Vistas así las cosas, puede hablarse de culturas 'mejores' y 'peores'. No hay un 'todo
vale' en el terreno cultural. No hay duda, en todo caso, de que la humanidad ha vivido
siempre, y sigue viviendo todavía hoy, en un contexto de inmensa variedad cultural.
Podemos, desde luego, hablar de globalización, pero ésta afecta sobre todo a lo que
aquí hemos convenido en llamar civilización, esto es, los medios materiales, los avances
tecnológicos. Podemos especular sobre si en el terreno de las culturas, es decir, de las
diversas interpretaciones de la realidad y las técnicas de actuación ante ella, se
mantendrán durante mucho tiempo conjuntos diferenciados en competencia o, por el
contrario, avanzaremos también en el futuro hacia una convergencia, gracias a los
rapidísimos avances comunicativos. Pero lo cierto es que tales conjuntos existen hoy aún
con mucha fuerza y que entre ellos hay aspectos que pueden considerarse
incompatibles. Entre estos elementos culturales antagónicos o incompatibles destacan,
naturalmente, los estrictamente folklóricos, los asentados en la tradición y el localismo,
es decir, los que se encuentran en las antípodas de la racionalidad. El núcleo más
irreductible, por supuesto, es el de las creencias religiosas.

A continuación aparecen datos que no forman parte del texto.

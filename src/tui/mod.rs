// SPDX-FileCopyrightText: 2026 Bruno Meilick
// SPDX-License-Identifier: LicenseRef-Zonepick-FreeUse-NoCopy-NoDerivatives
//
// All rights reserved.
//
// This file is part of Zonepick and is proprietary software.
// Unauthorized copying, modification, or distribution is prohibited.

//! Terminal UI.
//!
//! A title screen with the unmodified floors, then the timeline: one frame per timestamp, stepped
//! with the keyboard (ratatui + crossterm).

use std::{error::Error, io, time::Duration};

use crossterm::{
    event::{self, Event, KeyCode, KeyEvent, KeyEventKind},
    execute,
    terminal::{disable_raw_mode, enable_raw_mode, EnterAlternateScreen, LeaveAlternateScreen},
};
use ratatui::{
    prelude::*,
    widgets::{Block, Borders, Clear, Paragraph, Wrap},
};
use tracing::{debug, warn};

use crate::model::{FloorGrid, Level, TileCode};
use crate::ops::{derive_frame, Frame as TimestampFrame};
use crate::render::{
    render_floor, text_len, truncate_with_ellipsis, Canvas, CanvasError, CellKind,
    FloorRenderOptions,
};
use crate::store::{Dataset, StoreError};
use crate::ui::{Screen, StepCommand, Stepper, Timeline};

mod theme;

use theme::TileTheme;

const FOOTER_LABEL_COLOR: Color = Color::Gray;
const FOOTER_KEY_COLOR: Color = Color::Cyan;
const TITLE_HEADING: &str = "ZONEPICK";
const PAN_STEP_X: usize = 8;
const PAN_STEP_Y: usize = 4;

#[derive(Debug, Clone, Copy, PartialEq, Eq)]
pub struct TuiOptions {
    /// Draw zone borders on the timeline screen (toggled with `z`).
    pub borders: bool,
}

impl Default for TuiOptions {
    fn default() -> Self {
        Self { borders: true }
    }
}

/// Runs the interactive terminal UI until the user quits.
pub fn run(dataset: Dataset, options: TuiOptions) -> Result<(), Box<dyn Error>> {
    let theme = TileTheme::from_env()?;
    let mut app = App::new(dataset, theme, options).ok_or(StoreError::EmptyEventLog)?;
    let mut terminal = TerminalSession::new()?;

    while !app.should_quit {
        terminal.draw(|frame| draw(frame, &mut app))?;

        if event::poll(Duration::from_millis(250))? {
            match event::read()? {
                Event::Key(key) if key.kind == KeyEventKind::Press => app.handle_key(key),
                _ => {}
            }
        }
    }

    Ok(())
}

fn draw(frame: &mut Frame<'_>, app: &mut App) {
    app.refresh();
    let area = frame.area();

    let layout = Layout::default()
        .direction(Direction::Vertical)
        .constraints([
            Constraint::Length(2),
            Constraint::Min(0),
            Constraint::Length(1),
        ])
        .split(area);
    let header_area = layout[0];
    let main_area = layout[1];
    let status_area = layout[2];

    frame.render_widget(Paragraph::new(header_lines(app)), header_area);

    let Some(view) = app.view.as_ref() else {
        return;
    };
    match &view.floors {
        Ok(floors) => {
            let mut constraints = floors
                .iter()
                .map(|(_, canvas)| {
                    Constraint::Max(u16::try_from(canvas.height() + 2).unwrap_or(u16::MAX))
                })
                .collect::<Vec<_>>();
            constraints.push(Constraint::Min(0));
            let blocks = Layout::default()
                .direction(Direction::Vertical)
                .constraints(constraints)
                .split(main_area);

            let title_style = app.theme.floor_title_style();
            for ((title, canvas), block_area) in floors.iter().zip(blocks.iter()) {
                if block_area.height < 3 {
                    continue;
                }
                let title_width = usize::from(block_area.width.saturating_sub(4));
                let block = Block::default()
                    .borders(Borders::ALL)
                    .border_style(Style::default().fg(FOOTER_LABEL_COLOR))
                    .title(floor_block_title(
                        &truncate_with_ellipsis(title, title_width.saturating_sub(7)),
                        title_style,
                    ));
                let inner = block.inner(*block_area);
                let text = canvas_text(
                    canvas,
                    &app.theme,
                    app.pan_x,
                    app.pan_y,
                    usize::from(inner.width),
                    usize::from(inner.height),
                );
                frame.render_widget(Paragraph::new(text).block(block), *block_area);
            }
        }
        Err(message) => {
            let error = Paragraph::new(message.clone())
                .style(app.theme.error_style())
                .wrap(Wrap { trim: false });
            frame.render_widget(error, main_area);
        }
    }

    frame.render_widget(Paragraph::new(footer_help_line(app)), status_area);

    if app.show_help {
        render_help(frame, app, main_area);
    }
}

include!("chrome.rs");

/// What the cached canvases were rendered from.
#[derive(Debug, Clone, Copy, PartialEq, Eq)]
struct ViewKey {
    screen: Screen,
    index: usize,
    borders: bool,
}

/// Rendered floors for one [`ViewKey`]: `(title, canvas)` per floor, or a render error message.
#[derive(Debug)]
struct FloorView {
    key: ViewKey,
    floors: Result<Vec<(String, Canvas)>, String>,
}

struct App {
    dataset: Dataset,
    theme: TileTheme,
    stepper: Stepper,
    frame: Option<TimestampFrame>,
    frame_derivations: usize,
    view: Option<FloorView>,
    borders: bool,
    pan_x: usize,
    pan_y: usize,
    plan_extent: (usize, usize),
    show_help: bool,
    help_scroll: u16,
    help_viewport_height: u16,
    should_quit: bool,
}

impl App {
    /// Returns `None` when the dataset has no timestamps to step through.
    fn new(dataset: Dataset, theme: TileTheme, options: TuiOptions) -> Option<Self> {
        let timeline = Timeline::new(dataset.events().len())?;
        let plan_extent = dataset.floors().iter().fold((0, 0), |(w, h), floor| {
            let (decor_w, decor_h) = floor.decor.extent();
            (
                w.max(floor.grid.width()).max(decor_w),
                h.max(floor.grid.height()).max(decor_h),
            )
        });
        Some(Self {
            dataset,
            theme,
            stepper: Stepper::new(timeline),
            frame: None,
            frame_derivations: 0,
            view: None,
            borders: options.borders,
            pan_x: 0,
            pan_y: 0,
            plan_extent,
            show_help: false,
            help_scroll: 0,
            help_viewport_height: 0,
            should_quit: false,
        })
    }

    /// Re-derives the frame when the timestamp index moved and re-renders stale canvases.
    fn refresh(&mut self) {
        if self.stepper.screen() == Screen::Timeline {
            self.ensure_frame();
        }
        let key = self.view_key();
        if self.view.as_ref().is_some_and(|view| view.key == key) {
            return;
        }
        let floors = self.render_floors(key).map_err(|err| {
            warn!(error = %err, "cannot render floors");
            format!("cannot render floors: {err}")
        });
        self.view = Some(FloorView { key, floors });
    }

    fn ensure_frame(&mut self) {
        let index = self.stepper.index();
        if self.frame.as_ref().is_some_and(|frame| frame.index == index) {
            return;
        }
        self.frame = derive_frame(&self.dataset, index);
        self.frame_derivations += 1;
        if let Some(frame) = &self.frame {
            let stats = frame.stats();
            debug!(
                index,
                timestamp = %frame.timestamp,
                pending_tiles = stats.pending_tiles,
                batched_tiles = stats.batched_tiles,
                skipped = stats.skipped(),
                derivations = self.frame_derivations,
                "frame derived"
            );
        }
    }

    fn view_key(&self) -> ViewKey {
        let screen = self.stepper.screen();
        ViewKey {
            screen,
            index: match screen {
                Screen::Title => 0,
                Screen::Timeline => self.stepper.index(),
            },
            borders: screen == Screen::Title || self.borders,
        }
    }

    fn render_floors(&self, key: ViewKey) -> Result<Vec<(String, Canvas)>, CanvasError> {
        let options = FloorRenderOptions {
            borders: key.borders,
            labels: key.screen == Screen::Title,
        };
        let grids: Vec<&FloorGrid> = match (key.screen, &self.frame) {
            (Screen::Timeline, Some(frame)) => frame.floors.iter().map(|floor| &floor.grid).collect(),
            _ => self.dataset.floors().iter().map(|floor| &floor.grid).collect(),
        };
        self.dataset
            .floors()
            .iter()
            .zip(grids)
            .map(|(floor, grid)| {
                // The title screen shows display titles (`3.5F`); the timeline names files (`3FM`).
                let title = match key.screen {
                    Screen::Title => &floor.title,
                    Screen::Timeline => &floor.name,
                };
                render_floor(grid, &floor.decor, options).map(|canvas| (title.clone(), canvas))
            })
            .collect()
    }

    fn handle_key(&mut self, key: KeyEvent) {
        if self.handle_key_code(key.code) {
            self.should_quit = true;
        }
    }

    fn toggle_help(&mut self) {
        self.show_help = !self.show_help;
        if self.show_help {
            self.help_scroll = 0;
        }
    }

    fn help_scroll_by(&mut self, delta: i32) {
        if delta < 0 {
            self.help_scroll = self.help_scroll.saturating_sub(delta.unsigned_abs() as u16);
        } else {
            self.help_scroll = self.help_scroll.saturating_add(delta as u16);
        }
    }

    fn help_scroll_page(&mut self, direction: i32) {
        let page = self.help_viewport_height.max(1).saturating_sub(1) as i32;
        self.help_scroll_by(direction.signum() * page.max(1));
    }

    fn step(&mut self, command: StepCommand) {
        let before = (self.stepper.screen(), self.stepper.index());
        self.stepper.apply(command);
        let after = (self.stepper.screen(), self.stepper.index());
        if before != after {
            debug!(?command, index = after.1, screen = ?after.0, "stepped");
        }
    }

    fn pan(&mut self, dx: isize, dy: isize) {
        let (max_x, max_y) = (
            self.plan_extent.0.saturating_sub(1),
            self.plan_extent.1.saturating_sub(1),
        );
        self.pan_x = self.pan_x.saturating_add_signed(dx).min(max_x);
        self.pan_y = self.pan_y.saturating_add_signed(dy).min(max_y);
    }

    /// Applies one key press; returns `true` when the app should quit.
    fn handle_key_code(&mut self, code: KeyCode) -> bool {
        if self.show_help {
            match code {
                KeyCode::Esc | KeyCode::Char('?') => self.show_help = false,
                KeyCode::Char('q') => self.step(StepCommand::Quit),
                KeyCode::Down | KeyCode::Char('j') => self.help_scroll_by(1),
                KeyCode::Up | KeyCode::Char('k') => self.help_scroll_by(-1),
                KeyCode::PageDown => self.help_scroll_page(1),
                KeyCode::PageUp => self.help_scroll_page(-1),
                KeyCode::Home => self.help_scroll = 0,
                KeyCode::End => self.help_scroll = u16::MAX,
                _ => {}
            }
            return self.stepper.should_quit();
        }

        match self.stepper.screen() {
            Screen::Title => match code {
                KeyCode::Esc | KeyCode::Char('q') => self.step(StepCommand::Quit),
                KeyCode::Char('?') => self.toggle_help(),
                _ => self.stepper.start(),
            },
            Screen::Timeline => match code {
                KeyCode::Char('n') => self.step(StepCommand::Next),
                KeyCode::Char('b') => self.step(StepCommand::Back),
                KeyCode::Char('r') => self.step(StepCommand::Reset),
                KeyCode::Esc | KeyCode::Char('q') => self.step(StepCommand::Quit),
                KeyCode::Char('?') => self.toggle_help(),
                KeyCode::Char('h') => self.pan(-(PAN_STEP_X as isize), 0),
                KeyCode::Char('l') => self.pan(PAN_STEP_X as isize, 0),
                KeyCode::Char('k') => self.pan(0, -(PAN_STEP_Y as isize)),
                KeyCode::Char('j') => self.pan(0, PAN_STEP_Y as isize),
                KeyCode::Char('0') => {
                    self.pan_x = 0;
                    self.pan_y = 0;
                }
                KeyCode::Char('z') => self.borders = !self.borders,
                // Arrow keys do not step.
                KeyCode::Left | KeyCode::Right => {}
                _ => {}
            },
        }

        self.stepper.should_quit()
    }
}

struct TerminalSession {
    terminal: Terminal<CrosstermBackend<io::Stdout>>,
}

impl TerminalSession {
    fn new() -> Result<Self, Box<dyn Error>> {
        enable_raw_mode()?;

        let mut stdout = io::stdout();
        execute!(stdout, EnterAlternateScreen).map_err(|err| {
            teardown_terminal();
            err
        })?;

        let backend = CrosstermBackend::new(stdout);
        let mut terminal = Terminal::new(backend).map_err(|err| {
            teardown_terminal();
            err
        })?;
        terminal.clear().map_err(|err| {
            teardown_terminal();
            err
        })?;
        terminal.hide_cursor().map_err(|err| {
            teardown_terminal();
            err
        })?;

        Ok(Self { terminal })
    }

    fn draw(&mut self, draw_fn: impl FnOnce(&mut Frame<'_>)) -> io::Result<()> {
        self.terminal.draw(draw_fn)?;
        Ok(())
    }
}

impl Drop for TerminalSession {
    fn drop(&mut self) {
        let _ = self.terminal.show_cursor();
        teardown_terminal();
    }
}

fn teardown_terminal() {
    let _ = disable_raw_mode();
    let mut stdout = io::stdout();
    let _ = execute!(stdout, LeaveAlternateScreen);
}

En ese terreno sí que es
difícil hablar de diálogo, acuerdo o alianza. Al revés de lo que ocurre con los científicos,
entre los que cabe organizar un congreso mundial con razonables expectativas de que
se entiendan inmediatamente, ésta es una utopía cuando se trata de clérigos o creyentes
ardorosos, porque los mensajes religiosos son completa y absolutamente incompatibles.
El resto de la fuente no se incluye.